Depois veio o ataque liderado pelo Hamas a Israel em 7 de Outubro de 2023, que pôs fim à era da guerra híbrida à medida que uma potencial guerra convencional se aproximava.

Quais são as linhas vermelhas do Irão?

Teerão enfrenta uma escolha difícil: precisa de restaurar a dissuasão e, ao mesmo tempo, evitar a guerra regional.

Esta imagem de satélite do Planet Labs PBC mostra a instalação nuclear do Irã em Isfahan, Irã, 4 de abril de 2024
Esta imagem de satélite mostra uma instalação nuclear em Isfahan, Irã, em 4 de abril de 2024 (Planet Labs PBC via AP)

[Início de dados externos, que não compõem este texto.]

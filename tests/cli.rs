use assert_cmd::Command;
use predicates::prelude::*;
use std::fs;
use std::path::Path;
use tempfile::tempdir;

fn sfr() -> Command {
    Command::cargo_bin("sfr").expect("sfr binary is built")
}

fn write_file(path: &Path, content: &[u8]) {
    if let Some(parent) = path.parent() {
        fs::create_dir_all(parent).unwrap();
    }
    fs::write(path, content).unwrap();
}

#[test]
fn no_arguments_prints_usage() {
    sfr()
        .assert()
        .success()
        .stdout(predicate::str::contains("Usage: sfr"));
}

#[test]
fn help_flag_prints_usage() {
    sfr()
        .arg("/?")
        .assert()
        .success()
        .stdout(predicate::str::contains("/x       Specifies which file types"));
}

#[test]
fn directory_search_lists_matching_files() {
    let temp = tempdir().unwrap();
    write_file(&temp.path().join("a.txt"), b"alpha foo");
    write_file(&temp.path().join("sub/b.txt"), b"foo beta");
    write_file(&temp.path().join("c.txt"), b"gamma");

    sfr()
        .args(["/s", "foo"])
        .arg(temp.path())
        .assert()
        .success()
        .stdout(predicate::str::contains("Searching..."))
        .stdout(predicate::str::contains("a.txt"))
        .stdout(predicate::str::contains("b.txt"))
        .stdout(predicate::str::contains("c.txt").not())
        .stdout(predicate::str::contains("2 file(s) may contain \"foo\"."));
}

#[test]
fn excluded_extensions_are_not_searched() {
    let temp = tempdir().unwrap();
    write_file(&temp.path().join("keep.md"), b"foo");
    write_file(&temp.path().join("drop.log"), b"foo");

    sfr()
        .args(["/x", "log,tmp", "/s", "foo"])
        .arg(temp.path())
        .assert()
        .success()
        .stdout(predicate::str::contains("keep.md"))
        .stdout(predicate::str::contains("drop.log").not())
        .stdout(predicate::str::contains("1 file(s) may contain"));
}

#[test]
fn single_file_reports_contains_or_hint() {
    let temp = tempdir().unwrap();
    let file = temp.path().join("note.txt");
    write_file(&file, b"foo bar");

    sfr()
        .args(["/s", "bar"])
        .arg(&file)
        .assert()
        .success()
        .stdout(predicate::str::contains("This file contains \"bar\"."));

    sfr()
        .args(["/s", "baz"])
        .arg(&file)
        .assert()
        .success()
        .stdout(predicate::str::contains("This file does not contain \"baz\"."));
}

#[test]
fn utf16_content_needs_matching_encoding() {
    let temp = tempdir().unwrap();
    let file = temp.path().join("wide.txt");
    let bytes: Vec<u8> = "hidden needle"
        .encode_utf16()
        .flat_map(|u| u.to_le_bytes())
        .collect();
    write_file(&file, &bytes);

    sfr()
        .args(["/e", "unicode", "/s", "needle"])
        .arg(&file)
        .assert()
        .success()
        .stdout(predicate::str::contains("This file contains \"needle\"."));

    sfr()
        .args(["/e", "utf-8", "/s", "needle"])
        .arg(&file)
        .assert()
        .success()
        .stdout(predicate::str::contains("does not contain"));
}

#[test]
fn parallel_flag_finds_the_same_files() {
    let temp = tempdir().unwrap();
    for i in 0..12 {
        let content: &[u8] = if i % 2 == 0 { b"foo" } else { b"bar" };
        write_file(&temp.path().join(format!("f{}.txt", i)), content);
    }

    sfr()
        .args(["/p", "/s", "foo"])
        .arg(temp.path())
        .assert()
        .success()
        .stdout(predicate::str::contains("6 file(s) may contain \"foo\"."));
}

#[test]
fn missing_path_fails_without_searching() {
    let temp = tempdir().unwrap();

    sfr()
        .args(["/s", "foo"])
        .arg(temp.path().join("missing"))
        .assert()
        .failure()
        .code(1)
        .stdout(predicate::str::contains("Searching...").not())
        .stderr(predicate::str::contains("not found"));
}

#[test]
fn unknown_command_is_named() {
    sfr()
        .args(["/q", "foo", "."])
        .assert()
        .failure()
        .stderr(predicate::str::contains(
            "No executable found matching command \"/q\"",
        ));
}

#[test]
fn unsupported_encoding_is_rejected_before_searching() {
    let temp = tempdir().unwrap();
    write_file(&temp.path().join("a.txt"), b"foo");

    sfr()
        .args(["/e", "klingon", "/s", "foo"])
        .arg(temp.path())
        .assert()
        .failure()
        .stdout(predicate::str::is_empty())
        .stderr(predicate::str::contains("Unsupported encoding \"klingon\"."));
}

#[test]
fn missing_arguments_are_reported() {
    sfr()
        .args(["/s", "foo"])
        .assert()
        .failure()
        .stderr(predicate::str::contains(
            "No encoding, file types, directory or file specified.",
        ));
}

Até lá, manterá a sua chamada “paciência estratégica” para proteger o que considera as suas linhas vermelhas, incluindo linhas de vida económicas como instalações de petróleo e gás, portos e barragens, a sua integridade territorial e a segurança do seu chefe de Estado.

A “paciência estratégica” do Irão está directamente ligada ao seu trabalho de desenvolvimento de capacidades – nuclear, militar, de inteligência, económica e tecnológica – que tem mantido sem grandes interrupções.

Em resposta a cada onda de sanções desde o início da década de 1990 e aos ataques aos seus activos ou figuras-chave, o Irão intensificou a sua capacidade, especialmente em actividades nucleares e programas de mísseis.

A reacção do Irão ao assassinato de Haniyeh poderia muito bem ser uma aceleração semelhante do desenvolvimento de capacidades, utilizando os seus representantes como dissuasores tácticos temporários, ao mesmo tempo que se concentra no seu programa nuclear – o dissuasor final.

Uma guerra total aumentaria o risco para estas dissuasões temporárias e para a sua dissuasão final – e nuclear – a nível interno.

No entanto, será Israel, e não o Irão, que influenciará o desenrolar da história.

Tel Aviv, e não Teerão, decidirá se a resposta do Irão é “apropriada”, com a garantia do apoio “firme” dos EUA. Esta ambiguidade é o que faz com que o Irão pense duas vezes antes de agir.